The 3D Printing Process
The additive process varies greatly from technology to technology. However, the 3D printing process generally always follows these basic steps:
1. 3D Modeling – Each 3D computer model either starts from zero using a computer-aided design (CAD) software or as a physical object that is then scanned and reverse engineered using the software. When a 3D scanner is used for reverse-engineering the point cloud originally generated from the scan is used for meshing.
2. File Export – The file of the 3D model is exported for verification and testing.
3. Model Verification – A 3D mesh is a true-to-life representation of a final 3D object that is used for testing. During this stage of the process, the 3D model is meshed and then tested for “water-tightness” to see if it will hold up to end-use requirements.
4. Slicing – The 3D modeling software slices the 3D model into layers to be printed, often right after the 3D modeling process. This step must be completed before printing.
5. Material Loading – 3D printing materials can be loaded into the 3D printer in a variety of ways. Some 3D printers use cartridges (MJP printers) or filament spools (PJP printers) as 3D material loading mechanisms. Stereolithography printers, on the other hand, laser-hardens objects straight into a liquid vat, while SLS technology does the same into a bed of material powder.
6. Printing – The 3D object is now ready to be printed onto the printer platform. This process can take anywhere from hours to several days, depending on the 3D printer technology and layer thickness.
7. Post-Processing – Almost all end-use 3D printed parts require some form of finishing or final processing after printing. The most common type of post-processing is the removal of supports printed as a part of more complex items with non-freestanding or overhanging parts during the manufacturing process. Many 3D printed parts are primed, painted or plated to achieve a desired aesthetic finish for the final product.
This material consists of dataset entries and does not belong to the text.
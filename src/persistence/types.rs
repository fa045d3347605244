//! 断点续传记录类型定义

use std::path::Path;
use std::time::Duration;

use bit_set::BitSet;
use chrono::{DateTime, Utc};

use crate::localfile::FileDigests;

/// 记录有效期上限
fn max_ttl() -> chrono::Duration {
    chrono::Duration::days(365 * 100)
}

/// 一个未完成上传的续传记录
///
/// 以文件身份标识（路径 + 大小 + 修改时间）为键，记录远端上传会话和已提交的分片
#[derive(Debug, Clone, PartialEq, Eq)]
pub struct LedgerRecord {
    /// 文件身份标识
    pub key: String,
    /// 本地文件路径
    pub local_path: String,
    /// 创建记录时的文件大小
    pub size: u64,
    /// 创建记录时的修改时间（UNIX 秒）
    pub mod_time: i64,
    /// 远端上传会话 ID
    pub session_id: String,
    /// 分片大小
    pub chunk_size: u64,
    /// 已提交的分片集合
    pub committed_chunks: BitSet,
    pub created_at: DateTime<Utc>,
    pub expires_at: DateTime<Utc>,
}

impl LedgerRecord {
    /// 为一个新的上传会话创建记录
    pub fn new_session(
        local_path: &Path,
        digests: &FileDigests,
        session_id: impl Into<String>,
        ttl: Duration,
    ) -> Self {
        let now = Utc::now();
        let ttl = chrono::Duration::from_std(ttl)
            .unwrap_or_else(|_| max_ttl())
            .min(max_ttl());
        Self {
            key: digests.identity_key.clone(),
            local_path: local_path.to_string_lossy().into_owned(),
            size: digests.stat.size,
            mod_time: digests.stat.mod_time,
            session_id: session_id.into(),
            chunk_size: digests.chunk_size,
            committed_chunks: BitSet::new(),
            created_at: now,
            expires_at: now + ttl,
        }
    }

    /// 标记分片已提交，返回是否为新提交
    pub fn mark_committed(&mut self, index: usize) -> bool {
        self.committed_chunks.insert(index)
    }

    pub fn committed_count(&self) -> usize {
        self.committed_chunks.len()
    }

    /// 已提交分片索引（升序）
    pub fn committed_indices(&self) -> Vec<usize> {
        self.committed_chunks.iter().collect()
    }

    /// 记录是否仍对应当前文件（大小、修改时间、分片大小都一致才可续传）
    pub fn matches(&self, size: u64, mod_time: i64, chunk_size: u64) -> bool {
        self.size == size && self.mod_time == mod_time && self.chunk_size == chunk_size
    }

    pub fn is_expired(&self, now: DateTime<Utc>) -> bool {
        self.expires_at <= now
    }
}
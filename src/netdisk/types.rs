// 网盘 API 数据类型

use serde::{Deserialize, Serialize};
use thiserror::Error;

/// 网盘中的文件或目录
#[derive(Debug, Clone, PartialEq, Eq, Serialize, Deserialize)]
pub struct RemoteEntry {
    /// 网盘文件 ID
    pub file_id: String,
    /// 网盘绝对路径
    pub path: String,
    /// 是否为目录
    pub is_dir: bool,
    /// 文件大小（目录为 0）
    pub size: u64,
    /// 文件 MD5（目录为 None）
    #[serde(skip_serializing_if = "Option::is_none")]
    pub md5: Option<String>,
}

/// 创建上传会话的请求参数
#[derive(Debug, Clone, PartialEq, Eq, Serialize, Deserialize)]
pub struct UploadSessionRequest {
    /// 网盘目标路径
    pub target_path: String,
    /// 文件大小
    pub size: u64,
    /// 文件完整 MD5
    pub content_md5: String,
    /// 各分片 MD5（按顺序）
    pub slice_md5s: Vec<String>,
    /// 分片大小
    pub chunk_size: u64,
}

/// 分片上传回执
#[derive(Debug, Clone, PartialEq, Eq)]
pub struct ChunkReceipt {
    /// 分片索引
    pub index: usize,
    /// 服务器计算的分片 MD5
    pub md5: String,
}

/// 网盘 API 错误类型
///
/// 与失败原因对应，供上层做重试判断
#[derive(Debug, Clone, Copy, PartialEq, Eq)]
pub enum ApiErrorKind {
    /// 网络错误（可重试）
    Network,
    /// 超时（可重试）
    Timeout,
    /// 服务器错误（可重试）
    ServerError,
    /// 限流（可重试）
    RateLimited,
    /// 文件不存在
    FileNotFound,
    /// 权限不足
    Forbidden,
    /// 参数错误
    BadRequest,
    /// 文件已存在
    FileExists,
    /// 空间不足
    QuotaExceeded,
    /// 上传会话已失效
    SessionExpired,
    /// 未知错误
    Unknown,
}

impl ApiErrorKind {
    /// 是否为瞬时错误（网络抖动、服务端临时故障）
    pub fn is_retriable(&self) -> bool {
        matches!(
            self,
            ApiErrorKind::Network
                | ApiErrorKind::Timeout
                | ApiErrorKind::ServerError
                | ApiErrorKind::RateLimited
        )
    }

    /// 从服务端返回码转换
    pub fn from_code(code: i32) -> Self {
        match code {
            400 => ApiErrorKind::BadRequest,
            401 | 403 => ApiErrorKind::Forbidden,
            404 => ApiErrorKind::FileNotFound,
            409 => ApiErrorKind::FileExists,
            410 => ApiErrorKind::SessionExpired,
            429 => ApiErrorKind::RateLimited,
            507 => ApiErrorKind::QuotaExceeded,
            500..=599 => ApiErrorKind::ServerError,
            _ => ApiErrorKind::Unknown,
        }
    }
}

/// 网盘 API 错误
#[derive(Debug, Clone, PartialEq, Eq, Error)]
pub enum ApiError {
    #[error("网盘路径不存在: {0}")]
    NotFound(String),
    #[error("网络错误: {0}")]
    Network(String),
    #[error("请求超时: {0}")]
    Timeout(String),
    #[error("请求被限流")]
    RateLimited,
    #[error("上传会话已失效: {0}")]
    SessionExpired(String),
    #[error("服务端拒绝: {code} - {message}")]
    Rejected { code: i32, message: String },
}

impl ApiError {
    pub fn rejected(code: i32, message: impl Into<String>) -> Self {
        ApiError::Rejected {
            code,
            message: message.into(),
        }
    }

    pub fn kind(&self) -> ApiErrorKind {
        match self {
            ApiError::NotFound(_) => ApiErrorKind::FileNotFound,
            ApiError::Network(_) => ApiErrorKind::Network,
            ApiError::Timeout(_) => ApiErrorKind::Timeout,
            ApiError::RateLimited => ApiErrorKind::RateLimited,
            ApiError::SessionExpired(_) => ApiErrorKind::SessionExpired,
            ApiError::Rejected { code, .. } => ApiErrorKind::from_code(*code),
        }
    }
}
Are 3D Printed Parts As Strong As Parts Made Using Traditional Manufacturing?
3D printed layers are fused or cured for strength. While all 3D printed objects do not necessarily currently have the same physical properties of traditional machining methods, advancements in 3D technology are making 3D printing a strong contender for the manufacture of industrial end-use products.

General Electric (GE) Aviation is one pioneer that has adopted additive manufacturing for the manufacture of aircraft parts. GE found a 3D printed version of a fuel nozzle for its CRM LEAP engine to be even more reliable than the original machined part. For this nozzle, the traditional process involved manufacturing and fastening several parts together. The 3D printing process eliminates the steps associated with the traditional process, instead printing the nozzle as one whole part.

The success of GE in incorporating 3D printing into its manufacturing processes, in addition to many other businesses across a range of industries, indicates that the future of this exciting new technology in manufacturing and production is very bright.